Monitoring, Troubleshooting & Audit
Monitoring in AWS
- AWS CloudWatch:
- Metrics: Collect and track key metrics
- Logs: Collect, monitor, analyze and store log files
- Events: Send notifications when certain events happen in your AWS
- Alarms: React in real-time to metrics / events
- AWS X-Ray:
- Troubleshooting application performance and errors
- Distributed tracing of microservices
- AWS CloudTrail:
- Internal monitoring of API calls being made
- Audit changes to AWS Resources by your users
CloudWatch Metrics
- CloudWatch provides metrics for every services in AWS
- Metric is a variable to monitor (CPUUtilization, NetworkIn…)
- Metrics belong to namespaces
- Dimension is an attribute of a metric (instance id, environment, etc…).

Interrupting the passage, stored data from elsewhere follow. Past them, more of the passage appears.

//! Seller dashboard statistics.

use std::sync::Arc;

use uuid::Uuid;

use bazaar_core::{stats, SellerStats};
use bazaar_db::{OrderStore, PaymentLedger, ProductStore};

use super::error::{ServiceError, ServiceResult};

/// Rolls order, product and revenue counters into [`SellerStats`].
///
/// The three reads are independent and run concurrently.
pub struct SellerStatsAggregator {
    orders: Arc<dyn OrderStore>,
    products: Arc<dyn ProductStore>,
    ledger: Arc<dyn PaymentLedger>,
}

impl SellerStatsAggregator {
    pub fn new(
        orders: Arc<dyn OrderStore>,
        products: Arc<dyn ProductStore>,
        ledger: Arc<dyn PaymentLedger>,
    ) -> Self {
        Self {
            orders,
            products,
            ledger,
        }
    }

    pub async fn stats(&self, seller_id: Uuid) -> ServiceResult<SellerStats> {
        let (orders, products, revenue) = tokio::try_join!(
            async {
                self.orders
                    .order_counts(seller_id)
                    .await
                    .map_err(|e| ServiceError::storage("count orders", seller_id, e))
            },
            async {
                self.products
                    .product_counts(seller_id)
                    .await
                    .map_err(|e| ServiceError::storage("count products", seller_id, e))
            },
            async {
                self.ledger
                    .gross_revenue(seller_id)
                    .await
                    .map_err(|e| ServiceError::storage("sum revenue", seller_id, e))
            },
        )?;

        Ok(stats::roll_up(orders, products, revenue))
    }
}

- Up to 30 dimensions per metric
- Metrics have timestamps
- Can create CloudWatch dashboards of metrics
EC2 Detailed monitoring
- EC2 instance metrics have metrics “every 5 minutes”
- With detailed monitoring (for a cost), you get data “every 1 minute”

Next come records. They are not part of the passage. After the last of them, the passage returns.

//! # Money Module
//!
//! Provides the `Money` type for handling monetary values safely.
//!
//! ## Why Integer Money?
//! ```text
//! ┌─────────────────────────────────────────────────────────────────────────┐
//! │  THE FLOATING POINT PROBLEM                                             │
//! │                                                                         │
//! │  In JavaScript/floating point:                                          │
//! │    0.1 + 0.2 = 0.30000000000000004  ❌ WRONG!                           │
//! │                                                                         │
//! │  Payout balances summed over thousands of orders drift by cents        │
//! │  when computed with floats, and sellers notice.                        │
//! │                                                                         │
//! │  OUR SOLUTION: Integer Cents                                            │
//! │    10000 - 500 + 5000 - 250 = 14250 cents, every time                  │
//! │                                                                         │
//! └─────────────────────────────────────────────────────────────────────────┘
//! ```
//!
//! ## Usage
//! ```rust
//! use bazaar_core::money::Money;
//!
//! let payment = Money::from_cents(10000); // $100.00
//! let fee = Money::from_cents(500);       // $5.00
//!
//! let settled = payment.checked_sub(fee).unwrap();
//! assert_eq!(settled.to_string(), "$95.00");
//! ```

use serde::{Deserialize, Serialize};
use std::fmt;
use std::iter::Sum;
use std::ops::{Add, AddAssign, Sub, SubAssign};
use ts_rs::TS;

// =============================================================================
// Money Type
// =============================================================================

/// Represents a monetary value in the smallest currency unit (cents for USD).
///
/// ## Design Decisions
/// - **i64 (signed)**: a settled amount can go negative when a platform fee
///   exceeds the payment, and the ledger must show that rather than hide it
/// - **Single field tuple struct**: Zero-cost abstraction over i64
/// - **Serializes as a bare integer**: the JSON API speaks cents
///
/// ## Where Money is Used
/// ```text
/// ┌─────────────────────────────────────────────────────────────────────────┐
/// │  Payment.amount_cents ─┬─► settled = amount - platform_fee              │
/// │                        │                                                │
/// │  Payment.platform_fee ─┘        │                                       │
/// │                                 ▼                                       │
/// │                     Σ settled (unclaimed orders)                        │
/// │                                 │                                       │
/// │                                 ▼                                       │
/// │              pending_payout_cents / pending_payout_display             │
/// └─────────────────────────────────────────────────────────────────────────┘
/// ```
#[derive(Debug, Clone, Copy, PartialEq, Eq, PartialOrd, Ord, Hash, Serialize, Deserialize, TS)]
#[ts(export)]
pub struct Money(i64);

impl Money {
    /// Creates a Money value from cents (the smallest currency unit).
    ///
    /// ## Example
    /// ```rust
    /// use bazaar_core::money::Money;
    ///
    /// let price = Money::from_cents(1099); // Represents $10.99
    /// assert_eq!(price.cents(), 1099);
    /// ```
    #[inline]
    pub const fn from_cents(cents: i64) -> Self {
        Money(cents)
    }

    /// Returns the value in cents (smallest currency unit).
    #[inline]
    pub const fn cents(&self) -> i64 {
        self.0
    }

    /// Returns the major unit (dollars) portion, truncated toward zero.
    ///
    /// ## Example
    /// ```rust
    /// use bazaar_core::money::Money;
    ///
    /// assert_eq!(Money::from_cents(1099).dollars(), 10);
    /// assert_eq!(Money::from_cents(-550).dollars(), -5);
    /// ```
    #[inline]
    pub const fn dollars(&self) -> i64 {
        self.0 / 100
    }

    /// Returns the minor unit (cents) portion (always 0-99).
    #[inline]
    pub const fn cents_part(&self) -> i64 {
        (self.0 % 100).abs()
    }

    /// Returns zero money value.
    #[inline]
    pub const fn zero() -> Self {
        Money(0)
    }

    /// Checks if the value is zero.
    #[inline]
    pub const fn is_zero(&self) -> bool {
        self.0 == 0
    }

    /// Checks if the value is positive (greater than zero).
    #[inline]
    pub const fn is_positive(&self) -> bool {
        self.0 > 0
    }

    /// Checks if the value is negative (less than zero).
    #[inline]
    pub const fn is_negative(&self) -> bool {
        self.0 < 0
    }

    /// Returns the absolute value.
    #[inline]
    pub const fn abs(&self) -> Self {
        Money(self.0.abs())
    }

    /// Adds two amounts, returning `None` on overflow.
    ///
    /// ## Example
    /// ```rust
    /// use bazaar_core::money::Money;
    ///
    /// let total = Money::from_cents(9500).checked_add(Money::from_cents(4750));
    /// assert_eq!(total, Some(Money::from_cents(14250)));
    ///
    /// assert_eq!(Money::from_cents(i64::MAX).checked_add(Money::from_cents(1)), None);
    /// ```
    #[inline]
    pub const fn checked_add(self, other: Money) -> Option<Money> {
        match self.0.checked_add(other.0) {
            Some(cents) => Some(Money(cents)),
            None => None,
        }
    }

    /// Subtracts `other`, returning `None` on overflow.
    #[inline]
    pub const fn checked_sub(self, other: Money) -> Option<Money> {
        match self.0.checked_sub(other.0) {
            Some(cents) => Some(Money(cents)),
            None => None,
        }
    }

    /// Sums an iterator of amounts, returning `None` on overflow.
    ///
    /// ## Usage
    /// This is what ledger code should reach for. The `Sum` impl is kept for
    /// small, bounded sums (tests, fixtures).
    pub fn checked_sum<I>(amounts: I) -> Option<Money>
    where
        I: IntoIterator<Item = Money>,
    {
        amounts
            .into_iter()
            .try_fold(Money::zero(), |acc, amount| acc.checked_add(amount))
    }
}

// =============================================================================
// Trait Implementations
// =============================================================================

/// Display renders `$D.CC` using integer division and modulo only.
///
/// ## Note
/// The seller dashboard shows this string verbatim as
/// `pending_payout_display`, so the format is part of the API contract.
impl fmt::Display for Money {
    fn fmt(&self, f: &mut fmt::Formatter<'_>) -> fmt::Result {
        let sign = if self.0 < 0 { "-" } else { "" };
        // unsigned_abs keeps i64::MIN representable
        let magnitude = self.0.unsigned_abs();
        write!(f, "{}${}.{:02}", sign, magnitude / 100, magnitude % 100)
    }
}

/// Default money is zero.
impl Default for Money {
    fn default() -> Self {
        Money::zero()
    }
}

/// Addition of two Money values.
impl Add for Money {
    type Output = Self;

    #[inline]
    fn add(self, other: Self) -> Self {
        Money(self.0 + other.0)
    }
}

/// Addition assignment (+=).
impl AddAssign for Money {
    #[inline]
    fn add_assign(&mut self, other: Self) {
        self.0 += other.0;
    }
}

/// Subtraction of two Money values.
impl Sub for Money {
    type Output = Self;

    #[inline]
    fn sub(self, other: Self) -> Self {
        Money(self.0 - other.0)
    }
}

/// Subtraction assignment (-=).
impl SubAssign for Money {
    #[inline]
    fn sub_assign(&mut self, other: Self) {
        self.0 -= other.0;
    }
}

impl Sum for Money {
    fn sum<I: Iterator<Item = Money>>(iter: I) -> Self {
        iter.fold(Money::zero(), |acc, m| acc + m)
    }
}

// =============================================================================
// Commission Rate
// =============================================================================

/// Platform commission rate represented in basis points (bps).
///
/// ## Why Basis Points?
/// 1 basis point = 0.01% = 1/10000
/// 1000 bps = 10% (the default marketplace commission)
#[derive(Debug, Clone, Copy, PartialEq, Eq, Serialize, Deserialize, TS)]
#[ts(export)]
pub struct CommissionRate(u32);

impl CommissionRate {
    /// Default marketplace commission: 10%.
    pub const DEFAULT: CommissionRate = CommissionRate(1000);

    /// Creates a commission rate from basis points.
    #[inline]
    pub const fn from_bps(bps: u32) -> Self {
        CommissionRate(bps)
    }

    /// Returns the rate in basis points.
    #[inline]
    pub const fn bps(&self) -> u32 {
        self.0
    }

    /// Commission owed on `amount`, rounded half up in integer math.
    ///
    /// ## Example
    /// ```rust
    /// use bazaar_core::money::{CommissionRate, Money};
    ///
    /// let fee = CommissionRate::from_bps(250).fee_on(Money::from_cents(1999));
    /// // 1999 × 2.5% = 49.975 → 50 cents
    /// assert_eq!(fee.cents(), 50);
    /// ```
    pub fn fee_on(&self, amount: Money) -> Money {
        // i128 so large orders cannot overflow the intermediate product
        let fee = (amount.cents() as i128 * self.0 as i128 + 5000) / 10000;
        Money::from_cents(fee as i64)
    }
}

impl Default for CommissionRate {
    fn default() -> Self {
        CommissionRate::DEFAULT
    }
}

// =============================================================================
// Unit Tests
// =============================================================================

#[cfg(test)]
mod tests {
    use super::*;

    #[test]
    fn test_from_cents() {
        let money = Money::from_cents(1099);
        assert_eq!(money.cents(), 1099);
        assert_eq!(money.dollars(), 10);
        assert_eq!(money.cents_part(), 99);
    }

    #[test]
    fn test_display() {
        assert_eq!(format!("{}", Money::from_cents(1099)), "$10.99");
        assert_eq!(format!("{}", Money::from_cents(500)), "$5.00");
        assert_eq!(format!("{}", Money::from_cents(-550)), "-$5.50");
        assert_eq!(format!("{}", Money::from_cents(0)), "$0.00");
        assert_eq!(format!("{}", Money::from_cents(7)), "$0.07");
        assert_eq!(format!("{}", Money::from_cents(14250)), "$142.50");
    }

    #[test]
    fn test_display_extremes_do_not_panic() {
        assert_eq!(
            Money::from_cents(i64::MIN).to_string(),
            "-$92233720368547758.08"
        );
        assert_eq!(
            Money::from_cents(i64::MAX).to_string(),
            "$92233720368547758.07"
        );
    }

    #[test]
    fn test_arithmetic() {
        let a = Money::from_cents(1000);
        let b = Money::from_cents(500);

        assert_eq!((a + b).cents(), 1500);
        assert_eq!((a - b).cents(), 500);

        let mut c = a;
        c += b;
        c -= Money::from_cents(250);
        assert_eq!(c.cents(), 1250);
    }

    #[test]
    fn test_checked_arithmetic() {
        let max = Money::from_cents(i64::MAX);
        assert_eq!(max.checked_add(Money::from_cents(1)), None);
        assert_eq!(
            Money::from_cents(i64::MIN).checked_sub(Money::from_cents(1)),
            None
        );
        assert_eq!(
            Money::from_cents(100).checked_sub(Money::from_cents(250)),
            Some(Money::from_cents(-150))
        );
    }

    #[test]
    fn test_checked_sum() {
        let amounts = [9500, 4750, 1].map(Money::from_cents);
        assert_eq!(Money::checked_sum(amounts), Some(Money::from_cents(14251)));
        assert_eq!(Money::checked_sum(Vec::new()), Some(Money::zero()));

        let overflowing = [Money::from_cents(i64::MAX), Money::from_cents(1)];
        assert_eq!(Money::checked_sum(overflowing), None);
    }

    #[test]
    fn test_zero_and_checks() {
        let zero = Money::zero();
        assert!(zero.is_zero());
        assert!(!zero.is_positive());
        assert!(!zero.is_negative());

        let negative = Money::from_cents(-100);
        assert!(negative.is_negative());
        assert_eq!(negative.abs().cents(), 100);
    }

    #[test]
    fn test_serializes_as_integer_cents() {
        let json = serde_json::to_string(&Money::from_cents(14250)).unwrap();
        assert_eq!(json, "14250");
    }

    #[test]
    fn test_commission_fee_rounding() {
        let rate = CommissionRate::from_bps(1000);
        assert_eq!(rate.fee_on(Money::from_cents(10000)).cents(), 1000);
        assert_eq!(rate.fee_on(Money::from_cents(5)).cents(), 1); // 0.5 → 1
        assert_eq!(CommissionRate::default().bps(), 1000);
    }
}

- Use detailed monitoring if you want to scale faster for your ASG!
- The AWS Free Tier allows us to have 10 detailed monitoring metrics
- Note: EC2 Memory usage is by default not pushed (must be pushed from inside the instance as a custom metric)
CloudWatch Custom Metrics
- Possibility to define and send your own custom metrics to CloudWatch
- Example: memory (RAM) usage, disk space, number of logged in users …

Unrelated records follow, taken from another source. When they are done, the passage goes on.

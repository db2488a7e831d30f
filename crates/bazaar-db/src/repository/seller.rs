//! # Seller Repository
//!
//! Database operations for seller profiles.
//!
//! One profile per user is enforced by `UNIQUE (user_id)`; a racing second
//! insert surfaces as [`DbError::UniqueViolation`].

use async_trait::async_trait;
use chrono::{DateTime, Utc};
use sqlx::PgPool;
use tracing::{debug, info, instrument};
use uuid::Uuid;

use bazaar_core::{CommissionRate, KycStatus, SellerProfile, SellerProfileUpdate};

use crate::error::{DbError, DbResult};
use crate::store::SellerStore;

const SELLER_COLUMNS: &str = "id, user_id, business_name, business_type, description, \
     business_email, business_phone, business_address, kyc_status, commission_rate, \
     total_sales_cents, total_orders, created_at, updated_at";

/// Row shape of the `seller_profiles` table.
#[derive(Debug, Clone, sqlx::FromRow)]
pub struct SellerRecord {
    pub id: Uuid,
    pub user_id: Uuid,
    pub business_name: String,
    pub business_type: Option<String>,
    pub description: Option<String>,
    pub business_email: Option<String>,
    pub business_phone: Option<String>,
    pub business_address: Option<String>,
    pub kyc_status: String,
    pub commission_rate: i32,
    pub total_sales_cents: i64,
    pub total_orders: i64,
    pub created_at: DateTime<Utc>,
    pub updated_at: DateTime<Utc>,
}

impl TryFrom<SellerRecord> for SellerProfile {
    type Error = DbError;

    fn try_from(row: SellerRecord) -> Result<Self, Self::Error> {
        let kyc_status: KycStatus = row
            .kyc_status
            .parse()
            .map_err(|e| DbError::invalid_row("seller_profile", e))?;
        let bps = u32::try_from(row.commission_rate)
            .map_err(|_| DbError::invalid_row("seller_profile", "negative commission_rate"))?;

        Ok(SellerProfile {
            id: row.id,
            user_id: row.user_id,
            business_name: row.business_name,
            business_type: row.business_type,
            description: row.description,
            business_email: row.business_email,
            business_phone: row.business_phone,
            business_address: row.business_address,
            kyc_status,
            commission_rate: CommissionRate::from_bps(bps),
            total_sales_cents: row.total_sales_cents,
            total_orders: row.total_orders,
            created_at: row.created_at,
            updated_at: row.updated_at,
        })
    }
}

/// Repository for seller profile operations.
#[derive(Debug, Clone)]
pub struct SellerRepository {
    pool: PgPool,
}

impl SellerRepository {
    /// Creates a new SellerRepository.
    pub fn new(pool: PgPool) -> Self {
        SellerRepository { pool }
    }
}

#[async_trait]
impl SellerStore for SellerRepository {
    async fn find_by_user(&self, user_id: Uuid) -> DbResult<Option<SellerProfile>> {
        let row = sqlx::query_as::<_, SellerRecord>(&format!(
            "SELECT {SELLER_COLUMNS} FROM seller_profiles WHERE user_id = $1"
        ))
        .bind(user_id)
        .fetch_optional(&self.pool)
        .await?;

        row.map(SellerProfile::try_from).transpose()
    }

    #[instrument(skip(self, profile), fields(user_id = %profile.user_id))]
    async fn create(&self, profile: &SellerProfile) -> DbResult<SellerProfile> {
        let commission_rate = i32::try_from(profile.commission_rate.bps())
            .map_err(|_| DbError::invalid_row("seller_profile", "commission_rate out of range"))?;

        let row = sqlx::query_as::<_, SellerRecord>(&format!(
            r#"
            INSERT INTO seller_profiles (
                id, user_id, business_name, business_type, description,
                business_email, business_phone, business_address,
                kyc_status, commission_rate, created_at, updated_at
            ) VALUES ($1, $2, $3, $4, $5, $6, $7, $8, $9, $10, $11, $12)
            RETURNING {SELLER_COLUMNS}
            "#
        ))
        .bind(profile.id)
        .bind(profile.user_id)
        .bind(&profile.business_name)
        .bind(profile.business_type.as_deref())
        .bind(profile.description.as_deref())
        .bind(profile.business_email.as_deref())
        .bind(profile.business_phone.as_deref())
        .bind(profile.business_address.as_deref())
        .bind(profile.kyc_status.as_str())
        .bind(commission_rate)
        .bind(profile.created_at)
        .bind(profile.updated_at)
        .fetch_one(&self.pool)
        .await?;

        info!(seller_id = %row.id, "Seller profile created");
        row.try_into()
    }

    #[instrument(skip(self, update))]
    async fn update_profile(
        &self,
        seller_id: Uuid,
        update: &SellerProfileUpdate,
    ) -> DbResult<SellerProfile> {
        let row = sqlx::query_as::<_, SellerRecord>(&format!(
            r#"
            UPDATE seller_profiles SET
                business_name    = COALESCE($2, business_name),
                business_type    = COALESCE($3, business_type),
                description      = COALESCE($4, description),
                business_email   = COALESCE($5, business_email),
                business_phone   = COALESCE($6, business_phone),
                business_address = COALESCE($7, business_address),
                updated_at       = NOW()
            WHERE id = $1
            RETURNING {SELLER_COLUMNS}
            "#
        ))
        .bind(seller_id)
        .bind(update.business_name.as_deref())
        .bind(update.business_type.as_deref())
        .bind(update.description.as_deref())
        .bind(update.business_email.as_deref())
        .bind(update.business_phone.as_deref())
        .bind(update.business_address.as_deref())
        .fetch_optional(&self.pool)
        .await?
        .ok_or_else(|| DbError::not_found("SellerProfile", seller_id))?;

        debug!("Seller profile updated");
        row.try_into()
    }
}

- Use API call PutMetricData
- Ability to use dimensions (attributes) to segment metrics
- Instance.id
- Environment.name
- Metric resolution (StorageResolution API parameter – two possible value):
- Standard: 1 minute (60 seconds)
- High Resolution: 1/5/10/30 second(s) – Higher cost
- Important: Accepts metric data points two weeks in the past and two hours in the future (make sure to configure your EC2 instance time correctly)
CloudWatch Logs
- Log groups: arbitrary name, usually representing an application
- Log stream: instances within application / log files / containers
- Can define log expiration policies (never expire, 1 day to 10 years…)
- CloudWatch Logs can send logs to:
- Amazon S3 (exports)
- Kinesis Data Streams
- Kinesis Data Firehose
- AWS Lambda
- OpenSearch
- Logs are encrypted by default
- Can setup KMS-based encryption with your own keys
Sources
- SDK, CloudWatch Logs Agent, CloudWatch Unified Agent
- Elastic Beanstalk: collection of logs from application
- ECS: collection from containers
- AWS Lambda: collection from function logs
- VPC Flow Logs: VPC specific logs
- API Gateway
- CloudTrail based on filter
- Route53: Log DNS queries
Logs Insights
- Search and analyze log data stored in CloudWatch Logs (dashboard like view)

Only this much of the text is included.